Treatment of intermediate-risk neuroblastoma includes surgery, chemotherapy, and in some cases, radiation therapy. The chemotherapy usually includes moderate doses of cisplatin or carboplatin, cyclophosphamide, etoposide, and doxorubicin given over several months. Radiation therapy is used for tumors with incomplete response to chemotherapy. Children with intermediate-risk neuroblastoma, including children with L2 disease and infants with M disease (both with favorable characteristics), have an excellent prognosis and >90% survival with this moderate treatment. In this intermediate-risk group, obtaining adequate diagnostic material for determination of the underlying biologic features of the tumor, such as the Shimada pathologic classification and MYCN gene amplification, is critical, so that children with unfavorable characteristics can receive more-aggressive treatment and those with favorable features can be spared excessive toxic therapy.

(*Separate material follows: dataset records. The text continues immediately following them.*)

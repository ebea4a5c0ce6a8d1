//! A channel that only keeps state. Used by the tests and the driver binary.

use std::collections::BTreeMap;

use fadeplay_core::{ChannelStatus, PlaybackId};

use crate::AudioChannel;

#[derive(Debug, Clone, Default)]
pub struct SimChannel {
    status: ChannelStatus,
    volume: f32,
    paused: bool,
    cue_sheet: Option<String>,
    controls: BTreeMap<String, f32>,
    current_cue: Option<String>,
    played: Vec<String>,
    next_playback: u32,
}

impl SimChannel {
    pub fn new() -> Self {
        Self::default()
    }

    /// Cue started by the last `play`, cleared by `stop`.
    pub fn current_cue(&self) -> Option<&str> {
        self.current_cue.as_deref()
    }

    /// Every cue ever started on this channel, in order.
    pub fn played(&self) -> &[String] {
        &self.played
    }
}

impl AudioChannel for SimChannel {
    fn play(&mut self, cue_name: &str) -> anyhow::Result<PlaybackId> {
        anyhow::ensure!(
            self.cue_sheet.is_some(),
            "no cue sheet set before playing {}",
            cue_name
        );

        self.status = ChannelStatus::Playing;
        self.paused = false;
        self.current_cue = Some(cue_name.to_string());
        self.played.push(cue_name.to_string());

        let id = PlaybackId(self.next_playback);
        self.next_playback += 1;
        Ok(id)
    }

    fn stop(&mut self) {
        self.status = ChannelStatus::Stopped;
        self.current_cue = None;
    }

    fn pause(&mut self, paused: bool) {
        self.paused = paused;
    }

    fn is_paused(&self) -> bool {
        self.paused
    }

    fn status(&self) -> ChannelStatus {
        self.status
    }

    fn volume(&self) -> f32 {
        self.volume
    }

    fn set_volume(&mut self, volume: f32) {
        self.volume = volume;
    }

    fn control_value(&self, name: &str) -> Option<f32> {
        self.controls.get(name).copied()
    }

    fn set_control_value(&mut self, name: &str, value: f32) {
        self.controls.insert(name.to_string(), value);
    }

    fn cue_sheet(&self) -> Option<&str> {
        self.cue_sheet.as_deref()
    }

    fn set_cue_sheet(&mut self, bank: &str) {
        self.cue_sheet = Some(bank.to_string());
    }
}
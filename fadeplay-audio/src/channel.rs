use fadeplay_core::{ChannelStatus, PlaybackId};

/// One playback slot of the audio engine.
///
/// Implementations only record state; every decision about which channel to
/// use and when is taken by the [`SoundPlayer`](crate::SoundPlayer).
pub trait AudioChannel {
    /// Start `cue_name` from the channel's current cue sheet.
    fn play(&mut self, cue_name: &str) -> anyhow::Result<PlaybackId>;
    fn stop(&mut self);

    fn pause(&mut self, paused: bool);
    fn is_paused(&self) -> bool;

    fn status(&self) -> ChannelStatus;

    fn volume(&self) -> f32;
    fn set_volume(&mut self, volume: f32);

    /// Current value of a named continuous control, if it was ever set.
    fn control_value(&self, name: &str) -> Option<f32>;
    fn set_control_value(&mut self, name: &str, value: f32);

    fn cue_sheet(&self) -> Option<&str>;
    fn set_cue_sheet(&mut self, bank: &str);
}
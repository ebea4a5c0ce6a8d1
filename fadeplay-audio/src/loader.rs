use std::{io, thread};

use crossbeam_channel::{bounded, Receiver, TryRecvError};
use fadeplay_core::{format::BankSource, CueIndex};

use crate::{Result, SoundError};

/// Builds the [`CueIndex`] off the caller's thread.
///
/// The result is delivered once. The player polls it from `update`, so
/// requests made before it arrives fail with [`SoundError::NotReady`].
pub struct CueIndexLoader {
    rx: Receiver<anyhow::Result<CueIndex>>,
}

impl CueIndexLoader {
    pub fn spawn<S>(source: S) -> io::Result<Self>
    where
        S: BankSource + Send + 'static,
    {
        let (tx, rx) = bounded(1);

        thread::Builder::new()
            .name("fadeplay-cue-index".to_string())
            .spawn(move || {
                let result = CueIndex::build(&source);
                if let Err(e) = &result {
                    tracing::error!("cue index build failed: {e:#}");
                }
                // The player may be gone already.
                let _ = tx.send(result);
            })?;

        Ok(Self { rx })
    }

    /// A loader whose index is already available.
    pub fn ready(index: CueIndex) -> Self {
        let (tx, rx) = bounded(1);
        let _ = tx.send(Ok(index));
        Self { rx }
    }

    /// The index, once the build has finished. `None` while it is still running.
    pub fn try_take(&self) -> Option<Result<CueIndex>> {
        match self.rx.try_recv() {
            Ok(result) => Some(result.map_err(|e| SoundError::IndexBuild(format!("{e:#}")))),
            Err(TryRecvError::Empty) => None,
            Err(TryRecvError::Disconnected) => Some(Err(SoundError::IndexBuild(
                "loader thread exited without a result".to_string(),
            ))),
        }
    }

    /// Block until the build has finished.
    pub fn wait(self) -> Result<CueIndex> {
        match self.rx.recv() {
            Ok(result) => result.map_err(|e| SoundError::IndexBuild(format!("{e:#}"))),
            Err(_) => Err(SoundError::IndexBuild(
                "loader thread exited without a result".to_string(),
            )),
        }
    }
}

#[cfg(test)]
mod tests {
    use super::*;
    use fadeplay_core::format::MemoryBankSource;

    #[test]
    fn spawned_loader_delivers_index() {
        let source = MemoryBankSource::new().with_bank("bgm", ["title", "field"]);
        let loader = CueIndexLoader::spawn(source).unwrap();
        let index = loader.wait().unwrap();
        assert_eq!(index.bank_of("field"), Ok("bgm"));
    }

    #[test]
    fn ready_loader_is_immediately_available() {
        let loader = CueIndexLoader::ready(CueIndex::default());
        assert!(matches!(loader.try_take(), Some(Ok(_))));
    }
}
use std::cell::Cell;
use std::rc::Rc;
use std::sync::mpsc;
use std::time::Duration;

use anyhow::Result;
use pretty_assertions::assert_eq;

use fadeplay_audio::sim::SimChannel;
use fadeplay_audio::{
    AudioChannel, ChannelPool, CrossFadeOptions, CueIndexLoader, FadeCallback, SoundError,
    SoundPlayer, SoundPlayerConfig, StopRecord,
};
use fadeplay_core::format::{BankSource, MemoryBankSource};
use fadeplay_core::{approximately, ChannelId, ChannelStatus, CueIndex, CueIndexError};

const FADE: Duration = Duration::from_millis(200);

const BGM0: ChannelId = ChannelId::Bgm(0);
const BGM1: ChannelId = ChannelId::Bgm(1);
const BGM2: ChannelId = ChannelId::Bgm(2);

fn ms(v: u64) -> Duration {
    Duration::from_millis(v)
}

fn banks() -> MemoryBankSource {
    MemoryBankSource::new()
        .with_bank("bgm", ["title", "field", "battle", "town"])
        .with_bank("event", ["ending"])
        .with_bank("se", ["click"])
}

fn player() -> Result<SoundPlayer<SimChannel>> {
    let index = CueIndex::build(&banks())?;
    Ok(SoundPlayer::new(
        ChannelPool::from_fn(|_| SimChannel::new()),
        CueIndexLoader::ready(index),
        SoundPlayerConfig::default(),
    ))
}

/// A player with `cue` fully faded in on the first BGM channel.
fn playing(cue: &str) -> Result<SoundPlayer<SimChannel>> {
    let mut p = player()?;
    p.play_with_cross_fade(cue, None, CrossFadeOptions::default())?;
    p.update(FADE);
    assert_eq!(p.channel(BGM0).volume(), 1.0);
    Ok(p)
}

#[test]
fn fade_in_on_idle_pool_uses_first_channel() -> Result<()> {
    let mut p = player()?;
    let fired = Rc::new(Cell::new(false));
    let done = fired.clone();
    let callback: FadeCallback<SimChannel> = Box::new(move |_: &mut SoundPlayer<SimChannel>| done.set(true));

    let record = p.play_with_fade_in("title", None, Some(callback), FADE)?;
    assert_eq!(record.channel, Some(BGM0));
    assert_eq!(record.cue_name.as_deref(), Some("title"));
    assert_eq!(p.channel(BGM0).volume(), 0.0);
    assert_eq!(p.channel(BGM0).current_cue(), Some("title"));

    p.update(ms(100));
    assert!(approximately(p.channel(BGM0).volume(), 0.5));
    assert!(!fired.get());

    p.update(ms(100));
    assert!(fired.get());
    assert_eq!(p.channel(BGM0).volume(), 1.0);
    assert_eq!(p.channel(BGM0).status(), ChannelStatus::Playing);
    assert_eq!(p.running_fades(), 0);
    Ok(())
}

#[test]
fn fade_out_with_nothing_audible_is_a_no_op() -> Result<()> {
    let mut p = player()?;
    let record = p.stop_with_fade_out(None, None, FADE, true);

    assert_eq!(record, StopRecord::default());
    assert!(record.is_empty());
    assert_eq!(p.running_fades(), 0);
    for id in p.pool().bgm_ids() {
        assert_eq!(p.channel(id).status(), ChannelStatus::Stopped);
        assert_eq!(p.channel(id).volume(), 0.0);
    }
    Ok(())
}

#[test]
fn repeated_crossfade_to_same_cue_starts_nothing() -> Result<()> {
    let mut p = player()?;
    p.play_with_cross_fade("title", None, CrossFadeOptions::default())?;
    let records = p.records().clone();
    assert_eq!(p.running_fades(), 1);

    p.play_with_cross_fade("title", None, CrossFadeOptions::default())?;
    assert_eq!(p.records(), &records);
    assert_eq!(p.running_fades(), 1);
    assert_eq!(p.channel(BGM0).played(), ["title"]);
    Ok(())
}

#[test]
fn crossfade_moves_to_an_idle_channel() -> Result<()> {
    let mut p = playing("title")?;
    p.play_with_cross_fade("field", None, CrossFadeOptions::default())?;

    assert_eq!(p.records().stop.channel, Some(BGM0));
    assert_eq!(p.records().play.channel, Some(BGM1));

    p.update(ms(50));
    assert!(approximately(p.channel(BGM0).volume(), 0.75));
    assert!(approximately(p.channel(BGM1).volume(), 0.25));

    p.update(ms(150));
    assert_eq!(p.channel(BGM0).status(), ChannelStatus::Stopped);
    assert_eq!(p.channel(BGM1).volume(), 1.0);
    assert_eq!(p.current_playing_cue_name(), Some("field"));
    Ok(())
}
//! This crate implements the core functionality of the fadeplay sound player
//!
//! This mostly includes the fade scheduler, bank discovery and the cue index.

#![allow(clippy::uninlined_format_args)]

pub mod cue_index;
pub mod format;
pub mod time;
pub mod types;

pub use cue_index::{CueIndex, CueIndexError};
pub use time::{Easing, TweenId, TweenScheduler, TweenUpdate};
pub use types::{approximately, ChannelId, ChannelStatus, PlaybackId};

Children with high-risk neuroblastoma historically have had poor long-term survival rates between 25% and 35% with treatment that consisted of intensive chemotherapy, high-dose chemotherapy with autologous stem cell rescue, surgery, radiation, and 13-cis -retinoic acid (isotretinoin, Accutane). Induction chemotherapy for children with high-risk neuroblastoma includes combinations of cyclophosphamide, topotecan, doxorubicin, vincristine, cisplatin, and etoposide. After completion of induction chemotherapy, resection of the residual primary tumor is followed by high-dose chemotherapy with autologous stem cell rescue and focal radiation therapy to tumor sites. A national cooperative group trial demonstrated significantly better survival with chemotherapy plus autologous stem cell rescue than with chemotherapy alone. The further addition of the differentiating agent 13-cis -retinoic acid following autologous stem cell transplantation resulted in further improvements in survival rates. In addition, a national clinical trial has demonstrated an increase in short-term survival rates with the addition of the monoclonal antibody (mAb) ch14.18 (dinutuximab ), interleukin-2, and granulocyte-macrophage colony-stimulating factor to 13-cis -retinoic acid therapy. This mAb targets a diasialoganglioside, GD2, which has ubiquitous expression on neuroblastoma cells; incorporation of the mAb into consolidative therapy after autologous stem cell transplant improves the 2-yr event-free survival from 46.5% to 66.5%. Dinutuximab is approved by the U.S. Food and Drug Administration (FDA) as a standard of care for this subset of patients. The incorporation of tandem autologous stem cell transplant (2 separate autologous stem cell transplants with differing conditioning regimens) may further improve outcomes for patients with high-risk disease.

Cases of high-risk neuroblastoma are associated with frequent relapses, and children with recurrent neuroblastoma have a <50% response rate to alternative chemotherapy regimens. Therapies currently under investigation include new chemotherapeutic agents as well as novel therapies directed against critical intracellular signaling pathways, radiolabeled targeted agents (e.g., therapeutic 131 I-MIBG), immunotherapy, and antitumor vaccines.